Remember the stairs that I painted a few weeks ago? Well, I finally finished them. But, in my haste I forgot to plan the rest of the space; the space that also had a blue and red hutch, directly beneath the newly painted red stairs. When I was done I was left staring at two painted pieces that were very similar - a bold red and blue. It just looked like I had spent an afternoon with a lot of extra time and paint on my hands. Together their extreme "paintedness" overpowered the room. At that point I could either go in the decorating direction of a cartoon, or try to scatter the color throughout the room, incorporating the other, more subdued pieces that I had.
So, here's what happened. I had a glass fronted hutch and a green, distressed buffet. All in different corners of the living/dining room. I moved the green one out and replaced it with the glass one. Moved the blue one where the glass one had been and the green where the blue one was. The green one was too small, so I bulked it up with vintage hats and accessories until it looked like I lived in a millinery store. Lived with it for a few days and decided the scale and content was wrong, I hated it.
The next morning, newly inspired, I moved the blue hutch back to it's original home. Pushed the green dresser into the place where the blue one had been (formerly home of the glass hutch). The blue was still too jarring, but the scale was right. I painted the blue hutch cream!
After painting it cream it became more of a country piece than an art piece, which led to another reassessment of the room. The balance was off again, and I needed to balance the negative spaces with the vintage and colorful.

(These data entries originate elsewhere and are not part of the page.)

//! AIFF loop metadata.
//!
//! AIFF keeps loops as a pair of marker ids in the `INST` chunk's sustain loop;
//! marker positions live in the `MARK` chunk. Marker positions sit between
//! frames, so the loop end marker is one past the last looped frame.

use std::collections::HashMap;
use std::fs::File;
use std::io::{self, BufReader, Read, Seek, SeekFrom};
use std::path::Path;

use byteorder::{BigEndian, ReadBytesExt};

use crate::riff::LoopPoints;

const NO_LOOP: i16 = 0;

struct SustainLoop {
    play_mode: i16,
    begin_marker: u16,
    end_marker: u16,
}

/// Find the sustain loop in an AIFF/AIFC stream. Other data yields `None`.
pub fn read_loop<R: Read + Seek>(reader: &mut R) -> io::Result<Option<LoopPoints>> {
    let mut id = [0u8; 4];
    reader.read_exact(&mut id)?;
    if &id != b"FORM" {
        return Ok(None);
    }
    let _form_size = reader.read_u32::<BigEndian>()?;
    reader.read_exact(&mut id)?;
    if &id != b"AIFF" && &id != b"AIFC" {
        return Ok(None);
    }

    let mut markers: HashMap<u16, u32> = HashMap::new();
    let mut sustain: Option<SustainLoop> = None;

    loop {
        match reader.read_exact(&mut id) {
            Ok(()) => {}
            Err(e) if e.kind() == io::ErrorKind::UnexpectedEof => break,
            Err(e) => return Err(e),
        }
        let size = reader.read_u32::<BigEndian>()?;
        let body_start = reader.stream_position()?;

        match &id {
            b"MARK" => markers = read_markers(reader)?,
            b"INST" if size >= 20 => {
                // base note, detune, note range, velocity range, gain
                let mut skip = [0u8; 8];
                reader.read_exact(&mut skip)?;
                sustain = Some(SustainLoop {
                    play_mode: reader.read_i16::<BigEndian>()?,
                    begin_marker: reader.read_u16::<BigEndian>()?,
                    end_marker: reader.read_u16::<BigEndian>()?,
                });
            }
            _ => {}
        }

        let padded = u64::from(size) + u64::from(size % 2);
        reader.seek(SeekFrom::Start(body_start + padded))?;
    }

    let Some(sustain) = sustain.filter(|s| s.play_mode != NO_LOOP) else {
        return Ok(None);
    };
    let (Some(&start), Some(&end)) = (
        markers.get(&sustain.begin_marker),
        markers.get(&sustain.end_marker),
    ) else {
        log::debug!("AIFF sustain loop refers to missing markers");
        return Ok(None);
    };
    if end <= start {
        return Ok(None);
    }
    Ok(Some(LoopPoints { start, end: end - 1 }))
}

fn read_markers<R: Read>(reader: &mut R) -> io::Result<HashMap<u16, u32>> {
    let count = reader.read_u16::<BigEndian>()?;
    let mut markers = HashMap::with_capacity(usize::from(count));
    for _ in 0..count {
        let id = reader.read_u16::<BigEndian>()?;
        let position = reader.read_u32::<BigEndian>()?;
        // pascal string, padded so count byte plus text is even
        let length = usize::from(reader.read_u8()?);
        let mut name = vec![0u8; length + (length + 1) % 2];
        reader.read_exact(&mut name)?;
        markers.insert(id, position);
    }
    Ok(markers)
}

pub fn read_loop_from_file(path: &Path) -> io::Result<Option<LoopPoints>> {
    let mut reader = BufReader::new(File::open(path)?);
    read_loop(&mut reader)
}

Less than an hour later and I was done. The room looks refreshed, and there is a good symmetry that flows around the space. I didn't buy anything new but I did bring another chair down from upstairs, to give me more seating.
Like a lot of my decorating, I didn't intend to write about this, and I didn't plan on redecorating my home, but sometimes it happens. Painting the steps seemed like a very small, innocuous thing to do, but the depth of color became an additional strong element in the room that threw off the entire space. When I realized what it had done (admittedly unimportant in the larger scheme of life) I thought at first that I had made a horrible mistake, and I would have to repaint them. Then, as I lived with it, and went through the process of redoing the room, I knew that it was the right thing to do; a learning process to help me make the space more of what I wanted it to be.